> DATASET EXCERPTS
▬▬▬▬▬▬

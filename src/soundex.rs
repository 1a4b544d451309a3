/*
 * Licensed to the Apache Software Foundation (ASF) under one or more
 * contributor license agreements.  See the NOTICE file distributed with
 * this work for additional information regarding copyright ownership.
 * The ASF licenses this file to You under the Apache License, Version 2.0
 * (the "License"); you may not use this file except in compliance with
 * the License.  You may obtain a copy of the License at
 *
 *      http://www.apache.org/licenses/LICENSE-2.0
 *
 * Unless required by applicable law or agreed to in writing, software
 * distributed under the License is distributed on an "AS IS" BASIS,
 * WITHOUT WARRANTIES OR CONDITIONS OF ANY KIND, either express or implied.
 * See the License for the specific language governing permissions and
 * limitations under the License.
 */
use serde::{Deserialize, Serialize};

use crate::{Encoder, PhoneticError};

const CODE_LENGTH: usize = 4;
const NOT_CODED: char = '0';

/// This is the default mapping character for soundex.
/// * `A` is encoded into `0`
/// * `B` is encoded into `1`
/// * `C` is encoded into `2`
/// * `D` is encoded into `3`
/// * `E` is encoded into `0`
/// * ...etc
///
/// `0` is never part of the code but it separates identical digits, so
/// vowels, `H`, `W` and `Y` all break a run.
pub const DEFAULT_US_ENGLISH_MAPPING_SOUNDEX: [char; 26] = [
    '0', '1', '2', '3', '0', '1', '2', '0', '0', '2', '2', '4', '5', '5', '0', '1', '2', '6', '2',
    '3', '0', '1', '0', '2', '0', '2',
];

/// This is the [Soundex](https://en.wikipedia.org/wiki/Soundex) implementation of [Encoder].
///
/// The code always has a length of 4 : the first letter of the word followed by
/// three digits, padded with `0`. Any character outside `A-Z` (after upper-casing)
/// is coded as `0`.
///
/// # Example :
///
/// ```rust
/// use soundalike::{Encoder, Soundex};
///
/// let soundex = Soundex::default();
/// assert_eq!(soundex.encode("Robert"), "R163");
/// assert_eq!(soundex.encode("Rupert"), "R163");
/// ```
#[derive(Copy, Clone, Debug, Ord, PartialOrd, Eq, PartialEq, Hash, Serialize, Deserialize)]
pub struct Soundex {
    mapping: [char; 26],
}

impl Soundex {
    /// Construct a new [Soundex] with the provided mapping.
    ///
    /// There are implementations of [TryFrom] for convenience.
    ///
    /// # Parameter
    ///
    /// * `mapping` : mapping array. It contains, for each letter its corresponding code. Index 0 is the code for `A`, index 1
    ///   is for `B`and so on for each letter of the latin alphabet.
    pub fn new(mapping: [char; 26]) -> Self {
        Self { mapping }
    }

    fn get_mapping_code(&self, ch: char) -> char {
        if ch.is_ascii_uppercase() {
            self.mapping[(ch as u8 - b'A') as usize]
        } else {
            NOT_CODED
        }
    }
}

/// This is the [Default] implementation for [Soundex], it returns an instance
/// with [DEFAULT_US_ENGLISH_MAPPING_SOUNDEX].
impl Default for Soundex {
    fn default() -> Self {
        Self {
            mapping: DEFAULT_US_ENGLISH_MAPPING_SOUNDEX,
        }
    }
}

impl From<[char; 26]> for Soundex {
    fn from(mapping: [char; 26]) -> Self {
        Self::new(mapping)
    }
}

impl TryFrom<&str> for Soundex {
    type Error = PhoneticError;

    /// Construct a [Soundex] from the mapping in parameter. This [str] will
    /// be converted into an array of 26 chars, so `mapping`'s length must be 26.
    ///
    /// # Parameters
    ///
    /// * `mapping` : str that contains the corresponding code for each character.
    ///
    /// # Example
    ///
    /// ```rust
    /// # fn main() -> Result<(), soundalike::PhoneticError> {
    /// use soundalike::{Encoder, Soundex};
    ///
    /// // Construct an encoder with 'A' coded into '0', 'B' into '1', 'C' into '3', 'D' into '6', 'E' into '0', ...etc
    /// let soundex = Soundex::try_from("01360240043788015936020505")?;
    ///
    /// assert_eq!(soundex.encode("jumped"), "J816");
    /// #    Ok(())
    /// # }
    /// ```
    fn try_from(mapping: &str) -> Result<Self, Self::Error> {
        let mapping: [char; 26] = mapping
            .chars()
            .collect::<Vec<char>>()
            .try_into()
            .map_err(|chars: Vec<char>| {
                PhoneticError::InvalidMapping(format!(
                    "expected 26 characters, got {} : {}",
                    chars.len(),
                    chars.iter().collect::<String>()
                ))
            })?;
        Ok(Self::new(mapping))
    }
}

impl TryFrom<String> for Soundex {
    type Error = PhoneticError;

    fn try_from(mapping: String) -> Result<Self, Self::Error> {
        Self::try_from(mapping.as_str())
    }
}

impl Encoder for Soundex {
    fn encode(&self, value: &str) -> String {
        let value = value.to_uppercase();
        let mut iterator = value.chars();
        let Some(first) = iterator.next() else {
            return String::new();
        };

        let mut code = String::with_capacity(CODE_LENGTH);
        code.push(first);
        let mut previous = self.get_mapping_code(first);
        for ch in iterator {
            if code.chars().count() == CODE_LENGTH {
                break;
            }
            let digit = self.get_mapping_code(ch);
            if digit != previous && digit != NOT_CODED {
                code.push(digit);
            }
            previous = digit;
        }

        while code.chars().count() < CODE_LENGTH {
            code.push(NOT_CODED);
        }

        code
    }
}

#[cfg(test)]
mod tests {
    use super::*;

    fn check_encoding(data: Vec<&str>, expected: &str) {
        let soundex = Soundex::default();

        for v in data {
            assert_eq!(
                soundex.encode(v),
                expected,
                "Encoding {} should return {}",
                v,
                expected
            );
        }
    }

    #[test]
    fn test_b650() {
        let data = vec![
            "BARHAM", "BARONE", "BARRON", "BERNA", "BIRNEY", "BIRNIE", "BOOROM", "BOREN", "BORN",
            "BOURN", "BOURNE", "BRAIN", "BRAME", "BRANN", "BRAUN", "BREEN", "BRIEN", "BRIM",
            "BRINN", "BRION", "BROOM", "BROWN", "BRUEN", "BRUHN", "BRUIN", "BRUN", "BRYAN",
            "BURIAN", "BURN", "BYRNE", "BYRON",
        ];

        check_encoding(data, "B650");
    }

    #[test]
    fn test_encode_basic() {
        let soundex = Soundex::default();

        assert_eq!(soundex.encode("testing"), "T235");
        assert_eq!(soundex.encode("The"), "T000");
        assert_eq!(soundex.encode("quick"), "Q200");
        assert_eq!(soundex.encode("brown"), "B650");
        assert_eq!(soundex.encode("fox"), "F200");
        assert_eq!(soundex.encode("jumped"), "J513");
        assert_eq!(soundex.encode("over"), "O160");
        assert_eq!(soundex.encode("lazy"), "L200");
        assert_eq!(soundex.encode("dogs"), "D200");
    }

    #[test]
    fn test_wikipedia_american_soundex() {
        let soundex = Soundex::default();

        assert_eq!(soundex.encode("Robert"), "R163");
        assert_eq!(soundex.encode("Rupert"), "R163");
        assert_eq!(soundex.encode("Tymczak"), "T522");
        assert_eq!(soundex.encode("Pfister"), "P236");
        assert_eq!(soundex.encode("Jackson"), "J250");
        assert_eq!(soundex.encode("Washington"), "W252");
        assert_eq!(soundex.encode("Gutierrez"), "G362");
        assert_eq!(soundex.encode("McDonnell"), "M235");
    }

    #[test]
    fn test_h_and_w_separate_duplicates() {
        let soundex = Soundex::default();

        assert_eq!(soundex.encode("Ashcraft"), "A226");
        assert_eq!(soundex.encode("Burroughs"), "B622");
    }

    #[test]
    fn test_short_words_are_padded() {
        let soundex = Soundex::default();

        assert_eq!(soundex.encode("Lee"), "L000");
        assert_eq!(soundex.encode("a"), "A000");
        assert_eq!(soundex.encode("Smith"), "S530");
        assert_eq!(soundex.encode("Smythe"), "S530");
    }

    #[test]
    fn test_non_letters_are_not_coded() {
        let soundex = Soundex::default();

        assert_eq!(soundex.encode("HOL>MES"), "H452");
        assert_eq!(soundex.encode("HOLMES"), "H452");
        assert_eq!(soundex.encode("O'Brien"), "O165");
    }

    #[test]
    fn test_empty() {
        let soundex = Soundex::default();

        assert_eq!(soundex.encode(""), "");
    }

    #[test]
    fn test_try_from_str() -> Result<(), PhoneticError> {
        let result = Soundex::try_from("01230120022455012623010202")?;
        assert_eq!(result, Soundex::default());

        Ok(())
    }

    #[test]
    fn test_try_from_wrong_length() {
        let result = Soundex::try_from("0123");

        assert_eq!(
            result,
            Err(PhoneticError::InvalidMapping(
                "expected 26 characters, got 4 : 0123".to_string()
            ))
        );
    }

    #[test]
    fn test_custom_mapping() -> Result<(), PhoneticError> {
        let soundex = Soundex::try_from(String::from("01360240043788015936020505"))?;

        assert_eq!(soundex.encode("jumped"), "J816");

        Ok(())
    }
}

▬▬▬▬▬▬

> BRIEF
Reading through the material above, work out how many lines include "contains", then state that number alone.

> RESPONSE AREA
2